And as accusations of improper borrowing increase, what is at stake when boundaries of collective identity are crossed?
By Ligaya Mishan
IN 1939, SOLOMON Linda, a Zulu musician who grew up herding cattle in drought-prone Msinga in South Africa, improvised a few notes at what was then Johannesburg’s (and sub-Saharan Africa’s and possibly the continent’s) lone recording studio. As the South African journalist Rian Malan chronicled in a 2000 feature for Rolling Stone, Linda and his group, the Evening Birds, were on the third take of a song that had more sounds than words, with the five backup voices split in harmony but one in rhythm, steady and inexorable, and Linda’s high, clean falsetto soaring above, until he uttered into being the musical phrase that would soon make its way to every corner of the world, albeit with lyrics he never wrote: “In the jungle, the quiet jungle, the lion sleeps tonight.”

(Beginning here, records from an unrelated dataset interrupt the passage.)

//! Fixture execution engine.

use crate::fixtures::{ExpectedValue, FixtureCase, FixtureSet};
use widescan_core::engine::{ScanValue, scan_wide};
use widescan_core::wide::widen;

/// Outcome of replaying one fixture case.
#[derive(Debug, Clone)]
pub struct VerificationResult {
    pub case_name: String,
    pub spec_section: String,
    pub passed: bool,
    pub expected: String,
    pub actual: String,
    pub diff: Option<String>,
}

/// Runs a fixture set against the engine and collects verification results.
pub struct TestRunner {
    /// Name of the test campaign.
    pub campaign: String,
}

impl TestRunner {
    /// Create a new test runner.
    #[must_use]
    pub fn new(campaign: impl Into<String>) -> Self {
        Self {
            campaign: campaign.into(),
        }
    }

    /// Run all fixtures in a set and return results.
    pub fn run(&self, fixture_set: &FixtureSet) -> Vec<VerificationResult> {
        fixture_set.cases.iter().map(execute_case).collect()
    }
}

fn execute_case(case: &FixtureCase) -> VerificationResult {
    let report = scan_wide(&widen(&case.input), &widen(&case.format));
    let actual_ret = report.ret();
    let actual_values: Vec<ExpectedValue> = report.values.iter().map(render_value).collect();

    let ret_ok = actual_ret == case.expected_ret;
    let values_ok = actual_values.len() == case.expected_values.len()
        && actual_values
            .iter()
            .zip(case.expected_values.iter())
            .all(|(a, e)| values_match(a, e));

    let expected = render_outcome(case.expected_ret, &case.expected_values);
    let actual = render_outcome(actual_ret, &actual_values);
    let passed = ret_ok && values_ok;

    VerificationResult {
        case_name: case.name.clone(),
        spec_section: case.spec_section.clone(),
        passed,
        diff: (!passed).then(|| format!("expected {expected}, got {actual}")),
        expected,
        actual,
    }
}

/// Render an engine value in fixture terms.
fn render_value(v: &ScanValue) -> ExpectedValue {
    match v {
        ScanValue::Signed(x) => ExpectedValue::Signed(*x),
        ScanValue::Unsigned(x) => ExpectedValue::Unsigned(*x),
        ScanValue::Float(x) => ExpectedValue::Float(*x),
        ScanValue::Chars(b) | ScanValue::Str(b) => {
            ExpectedValue::Str(String::from_utf8_lossy(b).into_owned())
        }
        ScanValue::WideChars(w) | ScanValue::WideStr(w) => ExpectedValue::Wide(w.clone()),
        ScanValue::Count(n) => ExpectedValue::Count(*n),
    }
}

/// Value comparison with bitwise float equality, so fixtures can pin
/// infinities (and NaN, if a case ever wants one).
fn values_match(a: &ExpectedValue, b: &ExpectedValue) -> bool {
    match (a, b) {
        (ExpectedValue::Float(x), ExpectedValue::Float(y)) => x.to_bits() == y.to_bits(),
        _ => a == b,
    }
}

fn render_outcome(ret: i32, values: &[ExpectedValue]) -> String {
    format!("ret={ret} values={values:?}")
}

#[cfg(test)]
mod tests {
    use super::*;
    use crate::fixtures::builtin_corpus;

    #[test]
    fn test_builtin_corpus_passes() {
        let runner = TestRunner::new("unit");
        let results = runner.run(&builtin_corpus());
        let failures: Vec<_> = results.iter().filter(|r| !r.passed).collect();
        assert!(failures.is_empty(), "failing cases: {failures:?}");
    }

    #[test]
    fn test_divergence_is_reported() {
        let mut set = builtin_corpus();
        set.cases[0].expected_ret = 99;
        let results = TestRunner::new("unit").run(&set);
        assert!(!results[0].passed);
        assert!(results[0].diff.as_deref().unwrap().contains("ret=99"));
    }

    #[test]
    fn test_float_match_is_bitwise() {
        assert!(values_match(
            &ExpectedValue::Float(f64::INFINITY),
            &ExpectedValue::Float(f64::INFINITY)
        ));
        assert!(!values_match(
            &ExpectedValue::Float(0.1),
            &ExpectedValue::Float(0.2)
        ));
    }
}
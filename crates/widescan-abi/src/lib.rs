#![feature(c_variadic)]
// All extern "C" ABI exports accept raw pointers from C callers under the
// usual unchecked C contract; per-function safety docs would be redundant
// boilerplate.
#![allow(clippy::missing_safety_doc)]
//! # widescan-abi
//!
//! ABI-compatible `extern "C"` boundary for the widescan engine.
//!
//! This crate produces a `cdylib` exposing the wide formatted-scan-from-
//! string surface under the legacy long-double convention: `swscanf` and
//! `vswscanf`, plus the `__nldbl_`-prefixed internal names old binaries
//! resolve. All four symbols delegate to one implementation.
//!
//! # Architecture
//!
//! ```text
//! C caller -> variadic entry -> va_list capture -> engine (widescan-core) -> typed stores -> return
//! ```
//!
//! The engine never sees a pointer; this crate extracts destination
//! addresses from the variadic list guided by the parsed format, runs the
//! scan, and stores each produced value with the narrowing its length
//! modifier dictates.

pub mod store;

// Exported #[no_mangle] symbols would shadow libc's swscanf family inside
// the unit-test binary; integration tests link the normally-built rlib.
#[cfg(not(test))]
pub mod wscanf_abi;
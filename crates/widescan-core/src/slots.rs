//! Checked output slots: the safe replacement for variadic capture.
//!
//! Callers build an explicit, tagged vector of destinations and pass it
//! by reference. The vector is validated against the format before any
//! input is consumed, so a count or kind mismatch is a reported error
//! rather than undefined behavior.

use crate::engine::{ScanValue, scan_segments};
use crate::fmt::{LengthMod, ScanSegment, ScanSpec, parse_format_string};

/// A caller-supplied destination for one assigning conversion.
#[derive(Debug)]
pub enum ScanSlot<'a> {
    /// `%d %i` (any integer length modifier).
    Signed(&'a mut i64),
    /// `%u %o %x %X %p`.
    Unsigned(&'a mut u64),
    /// `%a %e %f %g` (any case; `L` behaves as `l`).
    Float(&'a mut f64),
    /// `%lc` / `%C`.
    WideChars(&'a mut Vec<u32>),
    /// `%c`.
    Chars(&'a mut String),
    /// `%ls` / `%S` / `%l[`.
    WideStr(&'a mut Vec<u32>),
    /// `%s` / `%[`.
    Str(&'a mut String),
    /// `%n`.
    Count(&'a mut usize),
}

impl ScanSlot<'_> {
    fn kind(&self) -> &'static str {
        match self {
            ScanSlot::Signed(_) => "signed",
            ScanSlot::Unsigned(_) => "unsigned",
            ScanSlot::Float(_) => "float",
            ScanSlot::WideChars(_) => "wide chars",
            ScanSlot::Chars(_) => "chars",
            ScanSlot::WideStr(_) => "wide string",
            ScanSlot::Str(_) => "string",
            ScanSlot::Count(_) => "count",
        }
    }
}

/// Slot-vector validation failure.
#[derive(Debug, Clone, PartialEq, Eq)]
pub enum SlotError {
    /// The slot vector length does not match the format's assigning
    /// conversions.
    CountMismatch { needed: usize, given: usize },
    /// A slot's kind does not match its conversion.
    KindMismatch {
        index: usize,
        expected: &'static str,
        found: &'static str,
    },
}

impl std::fmt::Display for SlotError {
    fn fmt(&self, f: &mut std::fmt::Formatter<'_>) -> std::fmt::Result {
        match self {
            SlotError::CountMismatch { needed, given } => {
                write!(f, "format needs {needed} slot(s), {given} given")
            }
            SlotError::KindMismatch {
                index,
                expected,
                found,
            } => {
                write!(f, "slot {index}: conversion expects {expected}, slot is {found}")
            }
        }
    }
}

impl std::error::Error for SlotError {}

/// The slot kind a conversion will assign into. Mirrors the engine's
/// value production exactly.
fn expected_kind(spec: &ScanSpec) -> &'static str {
    let wide = matches!(spec.length, LengthMod::L | LengthMod::Ll)
        || spec.conversion == b'C'
        || spec.conversion == b'S';
    match spec.conversion {
        b'd' | b'i' => "signed",
        b'u' | b'o' | b'x' | b'X' | b'p' => "unsigned",
        b'a' | b'A' | b'e' | b'E' | b'f' | b'F' | b'g' | b'G' => "float",
        b'c' | b'C' => {
            if wide {
                "wide chars"
            } else {
                "chars"
            }
        }
        b'n' => "count",
        _ => {
            // s, S, [
            if wide {
                "wide string"
            } else {
                "string"
            }
        }
    }
}

/// Scan `input` against `fmt`, assigning into `slots`.
///
/// The slot vector must supply exactly one slot of the right kind per
/// non-suppressed conversion (including `%n`); this is checked up front,
/// before any input is consumed. Returns the C-compatible result:
/// assigned count, or [`crate::engine::EOF`] on input failure before the
/// first conversion. Slots past the point where the scan stopped are
/// left untouched.
pub fn scan_into(
    input: &[u32],
    fmt: &[u32],
    slots: &mut [ScanSlot<'_>],
) -> Result<i32, SlotError> {
    let segments = parse_format_string(fmt);

    let assigning: Vec<&ScanSpec> = segments
        .iter()
        .filter_map(|seg| match seg {
            ScanSegment::Spec(spec) if !spec.suppress => Some(spec),
            _ => None,
        })
        .collect();

    if assigning.len() != slots.len() {
        return Err(SlotError::CountMismatch {
            needed: assigning.len(),
            given: slots.len(),
        });
    }
    for (index, (spec, slot)) in assigning.iter().zip(slots.iter()).enumerate() {
        let expected = expected_kind(spec);
        if expected != slot.kind() {
            return Err(SlotError::KindMismatch {
                index,
                expected,
                found: slot.kind(),
            });
        }
    }

    let report = scan_segments(input, &segments);
    for (value, slot) in report.values.iter().zip(slots.iter_mut()) {
        store(value, slot);
    }
    Ok(report.ret())
}

fn store(value: &ScanValue, slot: &mut ScanSlot<'_>) {
    match (value, slot) {
        (ScanValue::Signed(v), ScanSlot::Signed(dst)) => **dst = *v,
        (ScanValue::Unsigned(v), ScanSlot::Unsigned(dst)) => **dst = *v,
        (ScanValue::Float(v), ScanSlot::Float(dst)) => **dst = *v,
        (ScanValue::WideChars(v), ScanSlot::WideChars(dst)) => **dst = v.clone(),
        (ScanValue::WideStr(v), ScanSlot::WideStr(dst)) => **dst = v.clone(),
        (ScanValue::Chars(v), ScanSlot::Chars(dst)) => {
            **dst = String::from_utf8_lossy(v).into_owned()
        }
        (ScanValue::Str(v), ScanSlot::Str(dst)) => {
            **dst = String::from_utf8_lossy(v).into_owned()
        }
        (ScanValue::Count(v), ScanSlot::Count(dst)) => **dst = *v,
        // Kinds were validated before scanning.
        _ => {}
    }
}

Pressed onto a 78 r.p.m. disc and titled “Mbube” (“Lion”), the song sold around 100,000 copies and made Linda a local star. But by the 1950s, after the all-white National Party government had codified segregation into the system of apartheid in 1948, he was working a janitorial job at the record company’s warehouse and had signed over the copyright of the song for 10 shillings, roughly the equivalent of $41.80 today. (Whether he understood the terms of the contract is unclear, as he could not read or write.) In the United States, the song was rejiggered for white singers who couldn’t quite manage the beat but saw their perky doo-wop arrangements climb the charts nevertheless. Eventually, Disney took notice; Linda’s lilting lullaby is arguably the heart of “The Lion King.” Record executives interviewed by Malan estimated that, as of 2000, Linda could’ve earned $15 million in revenues and royalties. Instead, when he died of kidney failure at age 53 in 1962, he was buried a pauper in an unmarked grave. (His descendants reached an out-of-court settlement with Disney in 2006.)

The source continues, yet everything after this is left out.